(Stored data entries)
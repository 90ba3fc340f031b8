//! Companion Seed: LLM-generated seed companions
//!
//! Builds a companion profile (description, instructions, example dialogue) for every
//! entity in a roster by prompting a chat-completion API, links each entity to a
//! category id, and writes the results as a JSON array for database seeding.

pub mod catalog;
pub mod cli;
pub mod config;
pub mod error;
pub mod generation;
pub mod logging;
pub mod output;
pub mod prompt;
pub mod provider;
pub mod roster;
pub mod run;
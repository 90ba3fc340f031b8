//! Error types for companion seeding.

use crate::prompt::PromptKind;
use std::path::PathBuf;
use thiserror::Error;

/// Errors raised while talking to a model provider.
#[derive(Debug, Error)]
pub enum ProviderError {
    #[error("Provider error: {0}")]
    Other(String),

    #[error("Provider request failed: {0}")]
    RequestFailed(String),

    #[error("Provider authentication failed: {0}")]
    AuthFailed(String),

    #[error("Provider rate limit exceeded: {0}")]
    RateLimit(String),

    #[error("Provider model not found: {0}")]
    ModelNotFound(String),

    #[error("Unexpected provider response: {0}")]
    InvalidResponse(String),
}

/// A single entity could not be generated. The entity is skipped; the run continues.
#[derive(Debug, Error)]
#[error("Generation failed for {entity} during {stage}: {source}")]
pub struct GenerationError {
    pub entity: String,
    pub stage: PromptKind,
    #[source]
    pub source: ProviderError,
}

/// Fatal errors that end a seeding run.
#[derive(Debug, Error)]
pub enum SeedError {
    #[error("Configuration error: {0}")]
    ConfigError(String),

    #[error("Failed to read category file {path}: {source}")]
    CategoryRead {
        path: PathBuf,
        #[source]
        source: std::io::Error,
    },

    #[error("Invalid category file {path}: {source}")]
    CategoryParse {
        path: PathBuf,
        #[source]
        source: serde_json::Error,
    },

    #[error("Failed to read roster file {path}: {source}")]
    RosterRead {
        path: PathBuf,
        #[source]
        source: std::io::Error,
    },

    #[error("Invalid roster file {path}: {source}")]
    RosterParse {
        path: PathBuf,
        #[source]
        source: serde_json::Error,
    },

    #[error("Failed to write output file {path}: {source}")]
    OutputWrite {
        path: PathBuf,
        #[source]
        source: std::io::Error,
    },

    #[error("Failed to serialize records: {0}")]
    Serialize(#[from] serde_json::Error),

    #[error(transparent)]
    Provider(#[from] ProviderError),

    #[error("Runtime error: {0}")]
    Runtime(String),
}

impl From<config::ConfigError> for SeedError {
    fn from(err: config::ConfigError) -> Self {
        SeedError::ConfigError(err.to_string())
    }
}
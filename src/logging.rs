//! Logging System
//!
//! Structured logging using the `tracing` crate. Level, format and destination come from
//! the `[logging]` config section, `COMPANION_SEED_LOG*` environment variables, and CLI flags.

use crate::error::SeedError;
use directories::ProjectDirs;
use serde::{Deserialize, Serialize};
use std::collections::HashMap;
use std::path::PathBuf;
use std::sync::Mutex;
use tracing_subscriber::fmt::time::ChronoUtc;
use tracing_subscriber::fmt::writer::BoxMakeWriter;
use tracing_subscriber::{fmt, layer::SubscriberExt, util::SubscriberInitExt, EnvFilter, Registry};

/// Filter directive override, e.g. `COMPANION_SEED_LOG=debug`.
pub const LOG_FILTER_ENV: &str = "COMPANION_SEED_LOG";
pub const LOG_FORMAT_ENV: &str = "COMPANION_SEED_LOG_FORMAT";
pub const LOG_OUTPUT_ENV: &str = "COMPANION_SEED_LOG_OUTPUT";

/// Logging configuration
#[derive(Debug, Clone, Serialize, Deserialize)]
pub struct LoggingConfig {
    /// Disable to install no subscriber at all
    #[serde(default = "default_true")]
    pub enabled: bool,

    /// Log level: trace, debug, info, warn, error, off
    #[serde(default = "default_log_level")]
    pub level: String,

    /// Output format: json, text
    #[serde(default = "default_format")]
    pub format: String,

    /// Output destination: stdout, stderr, file
    #[serde(default = "default_output")]
    pub output: String,

    /// Log file path when output is "file"; defaults under the user state directory
    #[serde(default, skip_serializing_if = "Option::is_none")]
    pub file: Option<PathBuf>,

    /// Enable colored output (text format, terminal outputs only)
    #[serde(default = "default_true")]
    pub color: bool,

    /// Module-specific log levels
    #[serde(default)]
    pub modules: HashMap<String, String>,
}

fn default_log_level() -> String {
    "info".to_string()
}

fn default_format() -> String {
    "text".to_string()
}

fn default_output() -> String {
    // stdout carries the run summary
    "stderr".to_string()
}

fn default_true() -> bool {
    true
}

impl Default for LoggingConfig {
    fn default() -> Self {
        Self {
            enabled: true,
            level: default_log_level(),
            format: default_format(),
            output: default_output(),
            file: None,
            color: true,
            modules: HashMap::new(),
        }
    }
}

/// Default log file: `$XDG_STATE_HOME/companion-seed/companion-seed.log` or the platform equivalent.
pub fn default_log_file_path() -> Option<PathBuf> {
    let dirs = ProjectDirs::from("", "", "companion-seed")?;
    let base = dirs
        .state_dir()
        .map(|dir| dir.to_path_buf())
        .unwrap_or_else(|| dirs.data_local_dir().to_path_buf());
    Some(base.join("companion-seed.log"))
}

/// CLI path wins over the configured path, which wins over the default.
pub fn resolve_log_file_path(
    cli_file: Option<PathBuf>,
    config_file: Option<PathBuf>,
) -> Result<PathBuf, SeedError> {
    cli_file
        .or(config_file)
        .or_else(default_log_file_path)
        .ok_or_else(|| {
            SeedError::ConfigError("Cannot determine a default log file location".to_string())
        })
}

/// Initialize the logging system
///
/// Priority order (highest to lowest):
/// 1. Environment variables (COMPANION_SEED_LOG, COMPANION_SEED_LOG_FORMAT, ...)
/// 2. The given config, which the binary has already merged with CLI flags
/// 3. Defaults
pub fn init_logging(config: Option<&LoggingConfig>) -> Result<(), SeedError> {
    if !config.map(|c| c.enabled).unwrap_or(true) {
        return Ok(());
    }

    let filter = build_env_filter(config)?;
    let format = determine_format(config)?;
    let output = determine_output(config)?;
    let use_color = config.map(|c| c.color).unwrap_or(true) && output != LogOutput::File;

    let writer = match output {
        LogOutput::Stdout => BoxMakeWriter::new(std::io::stdout),
        LogOutput::Stderr => BoxMakeWriter::new(std::io::stderr),
        LogOutput::File => {
            let log_file = resolve_log_file_path(None, config.and_then(|c| c.file.clone()))?;
            if let Some(parent) = log_file.parent() {
                std::fs::create_dir_all(parent).map_err(|e| {
                    SeedError::ConfigError(format!("Failed to create log directory: {}", e))
                })?;
            }
            let file = std::fs::OpenOptions::new()
                .create(true)
                .append(true)
                .open(&log_file)
                .map_err(|e| {
                    SeedError::ConfigError(format!(
                        "Failed to open log file {:?}: {}",
                        log_file, e
                    ))
                })?;
            BoxMakeWriter::new(Mutex::new(file))
        }
    };

    let base_subscriber = Registry::default().with(filter);
    let result = if format == LogFormat::Json {
        base_subscriber
            .with(
                fmt::layer()
                    .json()
                    .with_target(true)
                    .with_timer(ChronoUtc::rfc_3339())
                    .with_writer(writer),
            )
            .try_init()
    } else {
        base_subscriber
            .with(
                fmt::layer()
                    .with_target(true)
                    .with_timer(ChronoUtc::rfc_3339())
                    .with_ansi(use_color)
                    .with_writer(writer),
            )
            .try_init()
    };

    result.map_err(|e| SeedError::ConfigError(format!("Failed to install logger: {}", e)))
}

/// Build environment filter from config or environment variables
fn build_env_filter(config: Option<&LoggingConfig>) -> Result<EnvFilter, SeedError> {
    if let Ok(filter) = EnvFilter::try_from_env(LOG_FILTER_ENV) {
        return Ok(filter);
    }

    let level = config.map(|c| c.level.as_str()).unwrap_or("info");

    if level == "off" {
        return Ok(EnvFilter::new("off"));
    }

    let mut filter = EnvFilter::new(level);

    if let Some(config) = config {
        for (module, module_level) in &config.modules {
            let directive = format!("{}={}", module, module_level);
            filter = filter.add_directive(
                directive
                    .parse()
                    .map_err(|e| SeedError::ConfigError(format!("Invalid log directive: {}", e)))?,
            );
        }
    }

    Ok(filter)
}

#[derive(Debug, Clone, Copy, PartialEq, Eq)]
enum LogFormat {
    Text,
    Json,
}

fn parse_format(format: &str) -> Result<LogFormat, SeedError> {
    match format {
        "text" => Ok(LogFormat::Text),
        "json" => Ok(LogFormat::Json),
        _ => Err(SeedError::ConfigError(format!(
            "Invalid log format: {} (must be 'json' or 'text')",
            format
        ))),
    }
}

fn determine_format(config: Option<&LoggingConfig>) -> Result<LogFormat, SeedError> {
    if let Ok(format) = std::env::var(LOG_FORMAT_ENV) {
        return parse_format(&format);
    }
    parse_format(config.map(|c| c.format.as_str()).unwrap_or("text"))
}

#[derive(Debug, Clone, Copy, PartialEq, Eq)]
enum LogOutput {
    Stdout,
    Stderr,
    File,
}

fn parse_output(output: &str) -> Result<LogOutput, SeedError> {
    match output {
        "stdout" => Ok(LogOutput::Stdout),
        "stderr" => Ok(LogOutput::Stderr),
        "file" => Ok(LogOutput::File),
        _ => Err(SeedError::ConfigError(format!(
            "Invalid log output: {} (must be 'stdout', 'stderr', or 'file')",
            output
        ))),
    }
}

fn determine_output(config: Option<&LoggingConfig>) -> Result<LogOutput, SeedError> {
    if let Ok(output) = std::env::var(LOG_OUTPUT_ENV) {
        return parse_output(&output);
    }
    parse_output(config.map(|c| c.output.as_str()).unwrap_or("stderr"))
}
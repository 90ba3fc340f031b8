//! Model Provider Abstraction
//!
//! Unified interface for the chat-completion services companions are generated from.
//! OpenAI and any OpenAI-compatible endpoint go through [`OpenAIClient`]; local models
//! served by Ollama go through [`OllamaClient`].

use crate::error::ProviderError;
use async_trait::async_trait;
use reqwest::{Client, RequestBuilder, StatusCode};
use serde::{Deserialize, Serialize};
use std::time::Duration;

pub mod profile;

pub use profile::{ProviderConfig, ProviderType};

/// Model provider configuration
#[derive(Debug, Clone, Serialize, Deserialize)]
pub enum ModelProvider {
    OpenAI {
        model: String,
        api_key: String,
        base_url: Option<String>, // For OpenAI-compatible endpoints
    },
    Ollama {
        model: String,
        base_url: Option<String>, // Default: http://localhost:11434
    },
}

/// Chat message role
#[derive(Debug, Clone, Copy, PartialEq, Eq, Serialize, Deserialize)]
pub enum MessageRole {
    System,
    User,
    Assistant,
}

/// Chat message
#[derive(Debug, Clone, Serialize, Deserialize)]
pub struct ChatMessage {
    pub role: MessageRole,
    pub content: String,
}

impl ChatMessage {
    pub fn user(content: impl Into<String>) -> Self {
        Self {
            role: MessageRole::User,
            content: content.into(),
        }
    }
}

/// Completion options
#[derive(Debug, Clone, Default, PartialEq, Serialize, Deserialize)]
pub struct CompletionOptions {
    pub temperature: Option<f32>, // 0.0-2.0, provider default when unset
    pub max_tokens: Option<u32>,  // Maximum tokens to generate
}

/// Token usage information
#[derive(Debug, Clone, Default, Serialize, Deserialize)]
pub struct TokenUsage {
    pub prompt_tokens: u32,
    pub completion_tokens: u32,
    pub total_tokens: u32,
}

/// Completion response
#[derive(Debug, Clone, Serialize, Deserialize)]
pub struct CompletionResponse {
    pub content: String,
    pub model: String,
    pub usage: TokenUsage,
    pub finish_reason: Option<String>,
}

/// Model provider client trait
#[async_trait]
pub trait ModelProviderClient: Send + Sync {
    /// Generate a completion from a list of messages
    async fn complete(
        &self,
        messages: Vec<ChatMessage>,
        options: CompletionOptions,
    ) -> Result<CompletionResponse, ProviderError>;

    /// Get the provider name
    fn provider_name(&self) -> &str;

    /// Get the model name
    fn model_name(&self) -> &str;
}

// OpenAI-compatible API request/response structures
#[derive(Serialize)]
struct ChatCompletionRequest {
    model: String,
    messages: Vec<OpenAIMessage>,
    #[serde(skip_serializing_if = "Option::is_none")]
    temperature: Option<f32>,
    #[serde(skip_serializing_if = "Option::is_none")]
    max_tokens: Option<u32>,
    stream: bool,
}

#[derive(Serialize)]
struct OpenAIMessage {
    role: &'static str,
    content: String,
}

#[derive(Deserialize)]
struct ChatCompletionResponse {
    #[serde(default)]
    model: String,
    choices: Vec<Choice>,
    usage: Option<TokenUsage>,
}

#[derive(Deserialize)]
struct Choice {
    message: ResponseMessage,
    finish_reason: Option<String>,
}

#[derive(Deserialize)]
struct ResponseMessage {
    content: Option<String>,
}

fn role_to_string(role: MessageRole) -> &'static str {
    match role {
        MessageRole::System => "system",
        MessageRole::User => "user",
        MessageRole::Assistant => "assistant",
    }
}

fn map_http_error(error: reqwest::Error) -> ProviderError {
    if let Some(status) = error.status() {
        map_status_error(status, error.to_string())
    } else if error.is_timeout() {
        ProviderError::RequestFailed(format!("Request timeout: {}", error))
    } else if error.is_connect() {
        ProviderError::RequestFailed(format!("Connection error: {}", error))
    } else {
        ProviderError::Other(format!("HTTP error: {}", error))
    }
}

fn map_status_error(status: StatusCode, detail: String) -> ProviderError {
    match status.as_u16() {
        401 => ProviderError::AuthFailed(format!("Authentication failed: {}", detail)),
        429 => ProviderError::RateLimit(format!("Rate limit exceeded: {}", detail)),
        404 => ProviderError::ModelNotFound(format!("Model not found: {}", detail)),
        _ => ProviderError::RequestFailed(format!(
            "Request failed with status {}: {}",
            status, detail
        )),
    }
}

const PROVIDER_HTTP_CONNECT_TIMEOUT: Duration = Duration::from_secs(10);
const PROVIDER_HTTP_REQUEST_TIMEOUT: Duration = Duration::from_secs(120);

fn build_provider_http_client() -> Result<Client, ProviderError> {
    Client::builder()
        .connect_timeout(PROVIDER_HTTP_CONNECT_TIMEOUT)
        .timeout(PROVIDER_HTTP_REQUEST_TIMEOUT)
        .build()
        .map_err(|e| ProviderError::Other(format!("Failed to create HTTP client: {}", e)))
}

fn build_chat_request(
    model: &str,
    messages: Vec<ChatMessage>,
    options: CompletionOptions,
) -> ChatCompletionRequest {
    ChatCompletionRequest {
        model: model.to_string(),
        messages: messages
            .into_iter()
            .map(|msg| OpenAIMessage {
                role: role_to_string(msg.role),
                content: msg.content,
            })
            .collect(),
        temperature: options.temperature,
        max_tokens: options.max_tokens,
        stream: false,
    }
}

/// Send a prepared chat-completions request and take the first choice.
async fn send_chat_request(
    request: RequestBuilder,
    body: &ChatCompletionRequest,
) -> Result<CompletionResponse, ProviderError> {
    let response = request
        .header("Content-Type", "application/json")
        .json(body)
        .send()
        .await
        .map_err(map_http_error)?;

    if !response.status().is_success() {
        let status = response.status();
        let error_text = response
            .text()
            .await
            .unwrap_or_else(|_| "Unknown error".to_string());
        return Err(map_status_error(status, error_text));
    }

    let completion: ChatCompletionResponse = response
        .json()
        .await
        .map_err(|e| ProviderError::InvalidResponse(format!("Failed to parse response: {}", e)))?;

    let choice = completion
        .choices
        .into_iter()
        .next()
        .ok_or_else(|| ProviderError::InvalidResponse("No choices in response".to_string()))?;

    let content = choice.message.content.ok_or_else(|| {
        ProviderError::InvalidResponse("First choice has no message content".to_string())
    })?;

    Ok(CompletionResponse {
        content,
        model: completion.model,
        usage: completion.usage.unwrap_or_default(),
        finish_reason: choice.finish_reason,
    })
}

/// OpenAI provider client
pub struct OpenAIClient {
    client: Client,
    model: String,
    api_key: String,
    base_url: String,
}

impl OpenAIClient {
    pub const DEFAULT_BASE_URL: &'static str = "https://api.openai.com/v1";

    pub fn new(model: String, api_key: String, base_url: Option<String>) -> Result<Self, ProviderError> {
        let client = build_provider_http_client()?;
        let base_url = base_url
            .map(|url| url.trim_end_matches('/').to_string())
            .unwrap_or_else(|| Self::DEFAULT_BASE_URL.to_string());

        Ok(Self {
            client,
            model,
            api_key,
            base_url,
        })
    }
}

#[async_trait]
impl ModelProviderClient for OpenAIClient {
    async fn complete(
        &self,
        messages: Vec<ChatMessage>,
        options: CompletionOptions,
    ) -> Result<CompletionResponse, ProviderError> {
        let body = build_chat_request(&self.model, messages, options);
        let url = format!("{}/chat/completions", self.base_url);
        let request = self
            .client
            .post(&url)
            .header("Authorization", format!("Bearer {}", self.api_key));
        send_chat_request(request, &body).await
    }

    fn provider_name(&self) -> &str {
        "openai"
    }

    fn model_name(&self) -> &str {
        &self.model
    }
}

/// Ollama provider client (local models)
pub struct OllamaClient {
    client: Client,
    model: String,
    base_url: String,
}

impl OllamaClient {
    pub const DEFAULT_BASE_URL: &'static str = "http://localhost:11434";

    pub fn new(model: String, base_url: Option<String>) -> Result<Self, ProviderError> {
        let base_url = base_url
            .map(|url| url.trim_end_matches('/').to_string())
            .unwrap_or_else(|| Self::DEFAULT_BASE_URL.to_string());
        let client = build_provider_http_client()?;

        Ok(Self {
            client,
            model,
            base_url,
        })
    }
}

#[async_trait]
impl ModelProviderClient for OllamaClient {
    async fn complete(
        &self,
        messages: Vec<ChatMessage>,
        options: CompletionOptions,
    ) -> Result<CompletionResponse, ProviderError> {
        // Ollama serves the OpenAI-compatible format under /v1
        let body = build_chat_request(&self.model, messages, options);
        let url = format!("{}/v1/chat/completions", self.base_url);
        send_chat_request(self.client.post(&url), &body).await
    }

    fn provider_name(&self) -> &str {
        "ollama"
    }

    fn model_name(&self) -> &str {
        &self.model
    }
}

/// Provider factory for creating provider clients
pub struct ProviderFactory;

impl ProviderFactory {
    pub fn create_client(
        provider: &ModelProvider,
    ) -> Result<Box<dyn ModelProviderClient>, ProviderError> {
        match provider {
            ModelProvider::OpenAI {
                model,
                api_key,
                base_url,
            } => Ok(Box::new(OpenAIClient::new(
                model.clone(),
                api_key.clone(),
                base_url.clone(),
            )?)),
            ModelProvider::Ollama { model, base_url } => Ok(Box::new(OllamaClient::new(
                model.clone(),
                base_url.clone(),
            )?)),
        }
    }
}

Exercise requirements:
Give again, word for word, the records from their first line to the one with "pub mod generation;", and leave out all else.

Answer section:
repository 90ba3fc340f031b8
//! Companion Seed: LLM-generated seed companions
//!
//! Builds a companion profile (description, instructions, example dialogue) for every
//! entity in a roster by prompting a chat-completion API, links each entity to a
//! category id, and writes the results as a JSON array for database seeding.

pub mod catalog;
pub mod cli;
pub mod config;
pub mod error;
pub mod generation;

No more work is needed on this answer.